— TASK REQUIREMENTS —
Look through the records and copy every line in which "half" appears.

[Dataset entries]
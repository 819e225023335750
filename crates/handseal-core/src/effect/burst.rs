//! Radial burst lines sprayed from the trigger point.

use glam::Vec2;
use rand::Rng;
use std::f32::consts::TAU;

use crate::surface::{Path, Rgba, Surface};

#[derive(Clone, Copy, Debug, PartialEq, Eq)]
pub enum BurstLayer {
    /// Drawn beneath the ink.
    Background,
    /// Drawn above the ink, beneath the text.
    Foreground,
}

/// One row of the burst table: how a batch of lines is randomized.
#[derive(Clone, Copy, Debug, PartialEq)]
pub struct BurstLayerSpec {
    pub layer: BurstLayer,
    pub count: usize,
    pub width: (f32, f32),
    /// Length added per update, px.
    pub growth: (f32, f32),
    /// Target length as a fraction of the surface diagonal.
    pub length_frac: (f32, f32),
    pub delay_ms: (f64, f64),
    /// Opacity lost per update once fully grown.
    pub decay: f32,
    pub color: [u8; 3],
}

#[derive(Clone, Debug, PartialEq)]
pub struct BurstLine {
    pub angle: f32,
    pub current_length: f32,
    pub target_length: f32,
    pub width: f32,
    pub opacity: f32,
    pub growth_rate: f32,
    pub decay: f32,
    pub spawn_delay_ms: f64,
    pub spawn_time_ms: f64,
    pub layer: BurstLayer,
    pub color: Rgba,
}

impl BurstLine {
    #[inline]
    pub fn is_live(&self, now_ms: f64) -> bool {
        now_ms - self.spawn_time_ms >= self.spawn_delay_ms
    }

    #[inline]
    pub fn direction(&self) -> Vec2 {
        Vec2::from_angle(self.angle)
    }

    /// Start and end of the line's spine for a given origin.
    pub fn segment(&self, origin: Vec2) -> (Vec2, Vec2) {
        (origin, origin + self.direction() * self.current_length)
    }

    /// Advance one update. Returns `false` once the line has faded out.
    pub fn step(&mut self, now_ms: f64) -> bool {
        if !self.is_live(now_ms) {
            return true;
        }
        if self.current_length < self.target_length {
            self.current_length = (self.current_length + self.growth_rate).min(self.target_length);
        } else {
            self.opacity -= self.decay;
        }
        self.opacity > 0.0
    }

    /// Tapered wedge: full width at the origin, a point at the tip.
    pub fn draw<S: Surface + ?Sized>(&self, surface: &mut S, origin: Vec2) {
        if self.current_length <= 0.0 || self.opacity <= 0.0 {
            return;
        }
        let (start, tip) = self.segment(origin);
        let half = self.direction().perp() * (self.width * 0.5);
        let path = Path::polygon(&[start + half, tip, start - half]);
        surface.fill_path(&path, self.color.with_alpha(self.opacity));
    }
}

/// Spread `spec.count` lines evenly around the circle with per-line jitter.
pub fn spawn_layer<R: Rng>(
    spec: &BurstLayerSpec,
    rng: &mut R,
    diagonal: f32,
    now_ms: f64,
    out: &mut Vec<BurstLine>,
) {
    if spec.count == 0 {
        return;
    }
    let spacing = TAU / spec.count as f32;
    let phase = rng.gen_range(0.0..spacing);
    out.reserve(spec.count);
    for i in 0..spec.count {
        let jitter = rng.gen_range(-0.4..0.4) * spacing;
        out.push(BurstLine {
            angle: phase + i as f32 * spacing + jitter,
            current_length: 0.0,
            target_length: diagonal * range_f32(rng, spec.length_frac),
            width: range_f32(rng, spec.width),
            opacity: rng.gen_range(0.75..=1.0),
            growth_rate: range_f32(rng, spec.growth),
            decay: spec.decay,
            spawn_delay_ms: range_f64(rng, spec.delay_ms),
            spawn_time_ms: now_ms,
            layer: spec.layer,
            color: Rgba::from_array(spec.color),
        });
    }
}

#[inline]
pub(crate) fn range_f32<R: Rng>(rng: &mut R, (lo, hi): (f32, f32)) -> f32 {
    if hi > lo {
        rng.gen_range(lo..hi)
    } else {
        lo
    }
}

#[inline]
pub(crate) fn range_f64<R: Rng>(rng: &mut R, (lo, hi): (f64, f64)) -> f64 {
    if hi > lo {
        rng.gen_range(lo..hi)
    } else {
        lo
    }
}

#[cfg(test)]
mod tests {
    use super::*;
    use rand::rngs::StdRng;
    use rand::SeedableRng;

    fn line(delay: f64) -> BurstLine {
        BurstLine {
            angle: 0.0,
            current_length: 0.0,
            target_length: 25.0,
            width: 4.0,
            opacity: 1.0,
            growth_rate: 10.0,
            decay: 0.5,
            spawn_delay_ms: delay,
            spawn_time_ms: 0.0,
            layer: BurstLayer::Foreground,
            color: Rgba::WHITE,
        }
    }

    #[test]
    fn waits_for_delay_then_grows_then_fades() {
        let mut l = line(50.0);
        assert!(l.step(10.0));
        assert_eq!(l.current_length, 0.0);
        assert!(l.step(50.0));
        assert_eq!(l.current_length, 10.0);
        l.step(60.0);
        l.step(70.0);
        assert_eq!(l.current_length, 25.0);
        assert_eq!(l.opacity, 1.0);
        assert!(l.step(80.0));
        assert_eq!(l.opacity, 0.5);
        assert!(!l.step(90.0));
    }

    #[test]
    fn layer_spawns_requested_count_within_ranges() {
        let spec = crate::constants::BURST_LAYERS[1];
        let mut rng = StdRng::seed_from_u64(7);
        let mut out = Vec::new();
        spawn_layer(&spec, &mut rng, 1000.0, 42.0, &mut out);
        assert_eq!(out.len(), spec.count);
        for l in &out {
            assert_eq!(l.layer, spec.layer);
            assert_eq!(l.spawn_time_ms, 42.0);
            assert!(l.width >= spec.width.0 && l.width <= spec.width.1);
            assert!(l.target_length >= 1000.0 * spec.length_frac.0);
            assert!(l.target_length <= 1000.0 * spec.length_frac.1);
            assert!(l.spawn_delay_ms >= spec.delay_ms.0 && l.spawn_delay_ms <= spec.delay_ms.1);
        }
    }

    #[test]
    fn wedge_starts_at_origin() {
        let mut l = line(0.0);
        l.current_length = 20.0;
        let mut s = crate::surface::RecordingSurface::new(100.0, 100.0);
        let origin = Vec2::new(30.0, 40.0);
        l.draw(&mut s, origin);
        assert_eq!(s.ops.len(), 1);
        assert_eq!(l.segment(origin), (origin, Vec2::new(50.0, 40.0)));
    }
}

— RESULT —
        let half = self.direction().perp() * (self.width * 0.5);
        let path = Path::polygon(&[start + half, tip, start - half]);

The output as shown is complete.